Exercise instructions | Lines below that include "CacheMetrics" are the answer; copy each one.

Saved entries

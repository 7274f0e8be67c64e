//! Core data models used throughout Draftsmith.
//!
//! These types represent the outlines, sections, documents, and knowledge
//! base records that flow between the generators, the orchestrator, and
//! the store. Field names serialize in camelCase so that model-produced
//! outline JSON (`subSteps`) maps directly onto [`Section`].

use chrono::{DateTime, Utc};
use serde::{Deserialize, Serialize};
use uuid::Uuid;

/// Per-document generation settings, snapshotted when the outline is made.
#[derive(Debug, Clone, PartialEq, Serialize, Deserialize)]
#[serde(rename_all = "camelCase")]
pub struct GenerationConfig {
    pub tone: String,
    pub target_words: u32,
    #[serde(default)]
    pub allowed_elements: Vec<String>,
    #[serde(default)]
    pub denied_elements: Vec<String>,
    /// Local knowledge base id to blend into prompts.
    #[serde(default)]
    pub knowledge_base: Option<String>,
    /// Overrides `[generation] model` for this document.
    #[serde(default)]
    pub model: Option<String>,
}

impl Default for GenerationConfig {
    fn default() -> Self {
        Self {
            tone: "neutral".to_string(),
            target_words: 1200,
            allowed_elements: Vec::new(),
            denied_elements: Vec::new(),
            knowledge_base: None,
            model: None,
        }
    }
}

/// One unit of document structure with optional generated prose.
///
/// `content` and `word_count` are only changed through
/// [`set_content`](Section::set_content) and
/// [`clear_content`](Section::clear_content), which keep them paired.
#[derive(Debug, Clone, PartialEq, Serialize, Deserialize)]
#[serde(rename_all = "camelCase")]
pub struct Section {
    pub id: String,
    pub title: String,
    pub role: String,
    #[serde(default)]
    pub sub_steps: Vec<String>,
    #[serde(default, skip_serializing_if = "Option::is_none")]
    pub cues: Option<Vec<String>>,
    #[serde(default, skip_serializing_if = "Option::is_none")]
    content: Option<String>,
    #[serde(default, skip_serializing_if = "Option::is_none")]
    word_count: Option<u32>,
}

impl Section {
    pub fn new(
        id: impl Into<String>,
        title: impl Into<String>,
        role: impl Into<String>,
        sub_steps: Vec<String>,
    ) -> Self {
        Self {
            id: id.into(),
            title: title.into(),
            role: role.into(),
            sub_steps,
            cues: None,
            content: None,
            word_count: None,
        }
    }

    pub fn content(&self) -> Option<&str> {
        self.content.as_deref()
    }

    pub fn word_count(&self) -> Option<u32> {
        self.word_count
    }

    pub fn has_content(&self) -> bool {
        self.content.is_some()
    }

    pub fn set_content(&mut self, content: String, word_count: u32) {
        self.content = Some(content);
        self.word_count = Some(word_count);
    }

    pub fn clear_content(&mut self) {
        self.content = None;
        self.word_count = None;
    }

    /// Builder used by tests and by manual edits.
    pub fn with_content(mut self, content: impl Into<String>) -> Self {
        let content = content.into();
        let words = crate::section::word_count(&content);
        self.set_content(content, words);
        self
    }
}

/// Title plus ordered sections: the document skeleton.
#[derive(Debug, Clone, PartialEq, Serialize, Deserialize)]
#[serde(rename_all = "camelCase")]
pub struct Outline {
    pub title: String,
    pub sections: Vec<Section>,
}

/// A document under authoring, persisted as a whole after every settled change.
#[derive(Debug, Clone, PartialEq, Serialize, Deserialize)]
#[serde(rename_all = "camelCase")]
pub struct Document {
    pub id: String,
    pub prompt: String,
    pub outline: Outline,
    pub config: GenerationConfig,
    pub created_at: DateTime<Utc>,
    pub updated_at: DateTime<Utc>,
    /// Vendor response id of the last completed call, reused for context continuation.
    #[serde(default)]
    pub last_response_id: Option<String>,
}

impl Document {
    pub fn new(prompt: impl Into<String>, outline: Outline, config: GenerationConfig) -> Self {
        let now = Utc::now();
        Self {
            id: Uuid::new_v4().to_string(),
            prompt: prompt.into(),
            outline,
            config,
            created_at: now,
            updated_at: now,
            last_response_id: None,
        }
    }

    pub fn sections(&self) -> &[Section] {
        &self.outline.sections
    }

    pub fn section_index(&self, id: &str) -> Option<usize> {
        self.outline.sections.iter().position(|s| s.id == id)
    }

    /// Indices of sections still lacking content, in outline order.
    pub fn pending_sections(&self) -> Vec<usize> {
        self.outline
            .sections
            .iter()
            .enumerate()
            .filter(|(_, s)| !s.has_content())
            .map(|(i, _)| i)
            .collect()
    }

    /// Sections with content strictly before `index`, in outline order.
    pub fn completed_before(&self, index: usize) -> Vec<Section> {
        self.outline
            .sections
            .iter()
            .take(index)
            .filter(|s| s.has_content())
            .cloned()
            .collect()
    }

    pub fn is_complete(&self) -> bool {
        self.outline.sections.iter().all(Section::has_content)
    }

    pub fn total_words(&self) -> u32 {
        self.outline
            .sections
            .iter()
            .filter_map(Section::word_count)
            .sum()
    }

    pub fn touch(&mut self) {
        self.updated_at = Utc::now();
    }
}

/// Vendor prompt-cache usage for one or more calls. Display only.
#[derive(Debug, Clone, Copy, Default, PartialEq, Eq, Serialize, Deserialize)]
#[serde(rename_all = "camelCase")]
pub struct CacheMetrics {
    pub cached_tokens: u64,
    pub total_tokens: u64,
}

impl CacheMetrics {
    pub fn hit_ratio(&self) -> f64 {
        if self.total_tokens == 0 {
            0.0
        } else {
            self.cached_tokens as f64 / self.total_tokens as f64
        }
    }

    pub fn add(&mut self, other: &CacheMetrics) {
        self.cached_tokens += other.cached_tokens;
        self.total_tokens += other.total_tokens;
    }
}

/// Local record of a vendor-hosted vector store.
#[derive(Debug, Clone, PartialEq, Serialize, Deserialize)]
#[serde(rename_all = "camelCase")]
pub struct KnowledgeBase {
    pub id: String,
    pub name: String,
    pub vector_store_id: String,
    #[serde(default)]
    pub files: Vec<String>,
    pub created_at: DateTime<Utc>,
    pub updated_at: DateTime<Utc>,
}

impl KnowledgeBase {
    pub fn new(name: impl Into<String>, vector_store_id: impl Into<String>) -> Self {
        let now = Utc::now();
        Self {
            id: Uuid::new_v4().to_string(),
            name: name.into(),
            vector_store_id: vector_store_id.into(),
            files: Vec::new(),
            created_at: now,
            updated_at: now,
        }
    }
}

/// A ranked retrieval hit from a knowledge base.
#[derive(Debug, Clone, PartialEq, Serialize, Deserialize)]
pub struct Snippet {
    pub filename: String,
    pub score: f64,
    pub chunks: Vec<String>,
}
...
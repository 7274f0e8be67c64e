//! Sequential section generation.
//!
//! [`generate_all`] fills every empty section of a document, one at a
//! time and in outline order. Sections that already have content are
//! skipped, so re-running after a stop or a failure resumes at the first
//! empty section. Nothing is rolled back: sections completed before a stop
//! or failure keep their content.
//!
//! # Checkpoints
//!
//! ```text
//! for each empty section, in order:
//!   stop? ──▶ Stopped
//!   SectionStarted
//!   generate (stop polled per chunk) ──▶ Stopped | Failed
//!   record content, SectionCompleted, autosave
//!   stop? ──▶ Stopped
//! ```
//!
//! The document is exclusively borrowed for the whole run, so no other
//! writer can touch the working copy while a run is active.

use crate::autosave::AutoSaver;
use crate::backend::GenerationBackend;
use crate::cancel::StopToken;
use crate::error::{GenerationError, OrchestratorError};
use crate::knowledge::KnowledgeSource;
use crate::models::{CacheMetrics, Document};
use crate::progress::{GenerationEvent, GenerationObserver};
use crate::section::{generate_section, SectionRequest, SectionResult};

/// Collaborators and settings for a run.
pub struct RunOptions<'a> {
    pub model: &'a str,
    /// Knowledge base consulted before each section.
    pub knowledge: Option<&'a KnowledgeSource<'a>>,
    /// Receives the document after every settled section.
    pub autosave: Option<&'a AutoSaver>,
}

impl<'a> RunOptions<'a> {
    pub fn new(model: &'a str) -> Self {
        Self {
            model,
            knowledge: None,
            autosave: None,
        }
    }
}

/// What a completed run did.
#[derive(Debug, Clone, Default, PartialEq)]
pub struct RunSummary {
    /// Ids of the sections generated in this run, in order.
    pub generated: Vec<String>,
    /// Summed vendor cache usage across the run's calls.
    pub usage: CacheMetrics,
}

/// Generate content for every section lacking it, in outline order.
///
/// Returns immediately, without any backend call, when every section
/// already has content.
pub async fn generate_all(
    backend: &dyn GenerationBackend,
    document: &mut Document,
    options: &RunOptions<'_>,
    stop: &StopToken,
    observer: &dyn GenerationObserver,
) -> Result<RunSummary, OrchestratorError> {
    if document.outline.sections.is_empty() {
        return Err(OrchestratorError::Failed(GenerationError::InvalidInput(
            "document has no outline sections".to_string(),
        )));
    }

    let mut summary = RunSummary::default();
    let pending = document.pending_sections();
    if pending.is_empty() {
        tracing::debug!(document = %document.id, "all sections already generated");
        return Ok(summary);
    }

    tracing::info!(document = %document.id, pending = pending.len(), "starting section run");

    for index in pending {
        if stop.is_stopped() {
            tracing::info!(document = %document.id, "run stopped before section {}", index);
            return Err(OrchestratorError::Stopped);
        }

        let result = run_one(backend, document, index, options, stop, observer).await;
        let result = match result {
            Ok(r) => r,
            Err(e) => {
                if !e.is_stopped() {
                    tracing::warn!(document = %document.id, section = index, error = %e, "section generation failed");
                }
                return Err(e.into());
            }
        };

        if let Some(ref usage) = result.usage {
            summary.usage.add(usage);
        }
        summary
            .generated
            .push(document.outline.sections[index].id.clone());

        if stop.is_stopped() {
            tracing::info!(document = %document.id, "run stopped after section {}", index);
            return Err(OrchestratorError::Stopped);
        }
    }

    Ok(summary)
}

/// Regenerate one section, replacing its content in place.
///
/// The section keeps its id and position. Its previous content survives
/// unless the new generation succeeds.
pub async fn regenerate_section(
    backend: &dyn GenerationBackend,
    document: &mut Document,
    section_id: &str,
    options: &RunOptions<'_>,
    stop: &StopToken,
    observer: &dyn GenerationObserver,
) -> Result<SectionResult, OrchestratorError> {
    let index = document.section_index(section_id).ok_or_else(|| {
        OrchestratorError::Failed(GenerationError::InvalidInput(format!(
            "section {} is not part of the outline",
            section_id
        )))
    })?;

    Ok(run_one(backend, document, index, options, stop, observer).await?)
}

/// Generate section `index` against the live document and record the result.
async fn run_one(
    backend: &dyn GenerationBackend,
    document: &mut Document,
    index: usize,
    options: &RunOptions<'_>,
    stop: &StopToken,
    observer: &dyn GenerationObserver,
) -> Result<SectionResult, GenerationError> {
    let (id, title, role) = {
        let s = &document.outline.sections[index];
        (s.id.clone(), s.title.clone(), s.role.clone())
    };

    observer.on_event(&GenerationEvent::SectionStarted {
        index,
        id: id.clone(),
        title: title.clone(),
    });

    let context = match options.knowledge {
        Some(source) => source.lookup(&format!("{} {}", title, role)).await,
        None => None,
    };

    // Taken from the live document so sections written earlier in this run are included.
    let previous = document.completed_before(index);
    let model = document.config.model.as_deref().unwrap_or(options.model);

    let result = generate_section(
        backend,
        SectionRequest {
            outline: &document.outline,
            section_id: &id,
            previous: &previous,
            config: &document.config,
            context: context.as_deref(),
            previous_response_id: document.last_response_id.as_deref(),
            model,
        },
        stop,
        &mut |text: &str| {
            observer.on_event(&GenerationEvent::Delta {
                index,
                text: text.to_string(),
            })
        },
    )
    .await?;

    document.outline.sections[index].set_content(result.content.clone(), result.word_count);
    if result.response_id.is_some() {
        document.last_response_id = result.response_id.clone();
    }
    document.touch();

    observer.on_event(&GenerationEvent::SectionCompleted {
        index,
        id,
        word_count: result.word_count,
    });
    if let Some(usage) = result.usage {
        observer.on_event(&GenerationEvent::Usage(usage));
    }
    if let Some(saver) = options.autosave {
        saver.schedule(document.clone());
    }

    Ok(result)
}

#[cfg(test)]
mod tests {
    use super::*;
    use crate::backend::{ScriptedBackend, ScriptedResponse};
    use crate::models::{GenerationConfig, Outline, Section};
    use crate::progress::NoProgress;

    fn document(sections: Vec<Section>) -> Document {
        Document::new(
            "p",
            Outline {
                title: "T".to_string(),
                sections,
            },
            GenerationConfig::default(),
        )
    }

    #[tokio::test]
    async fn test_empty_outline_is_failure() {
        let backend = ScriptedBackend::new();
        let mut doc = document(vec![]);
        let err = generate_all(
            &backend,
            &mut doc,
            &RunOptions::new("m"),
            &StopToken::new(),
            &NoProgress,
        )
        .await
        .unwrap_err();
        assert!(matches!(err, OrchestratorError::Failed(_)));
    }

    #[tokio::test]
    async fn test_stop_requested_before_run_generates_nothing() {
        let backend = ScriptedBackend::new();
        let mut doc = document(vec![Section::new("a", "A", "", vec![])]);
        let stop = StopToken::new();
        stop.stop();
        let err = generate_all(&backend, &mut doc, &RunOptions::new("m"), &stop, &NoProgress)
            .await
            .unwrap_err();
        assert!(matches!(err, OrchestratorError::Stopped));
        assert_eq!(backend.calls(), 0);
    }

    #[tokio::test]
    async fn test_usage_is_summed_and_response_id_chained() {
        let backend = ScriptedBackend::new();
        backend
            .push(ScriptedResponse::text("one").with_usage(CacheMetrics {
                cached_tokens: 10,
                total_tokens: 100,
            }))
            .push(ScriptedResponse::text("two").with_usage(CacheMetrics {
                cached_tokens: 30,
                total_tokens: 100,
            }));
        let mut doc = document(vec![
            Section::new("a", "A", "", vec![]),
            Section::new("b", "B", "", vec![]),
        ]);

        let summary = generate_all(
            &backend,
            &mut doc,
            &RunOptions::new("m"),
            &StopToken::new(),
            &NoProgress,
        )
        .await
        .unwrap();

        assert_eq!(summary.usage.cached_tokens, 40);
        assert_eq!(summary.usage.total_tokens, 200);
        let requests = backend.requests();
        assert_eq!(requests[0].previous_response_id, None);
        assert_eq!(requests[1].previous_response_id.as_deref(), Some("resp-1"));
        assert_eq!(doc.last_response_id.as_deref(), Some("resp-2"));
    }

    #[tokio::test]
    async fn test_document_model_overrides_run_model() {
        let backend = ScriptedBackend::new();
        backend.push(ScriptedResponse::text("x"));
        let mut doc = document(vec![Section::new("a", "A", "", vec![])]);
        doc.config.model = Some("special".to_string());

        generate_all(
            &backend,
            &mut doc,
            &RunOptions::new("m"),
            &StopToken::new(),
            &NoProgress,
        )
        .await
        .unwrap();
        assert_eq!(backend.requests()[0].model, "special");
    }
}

Exercise result |
pub struct CacheMetrics {
impl CacheMetrics {
    pub fn add(&mut self, other: &CacheMetrics) {
use crate::models::{CacheMetrics, Document};
    pub usage: CacheMetrics,
            .push(ScriptedResponse::text("one").with_usage(CacheMetrics {
            .push(ScriptedResponse::text("two").with_usage(CacheMetrics {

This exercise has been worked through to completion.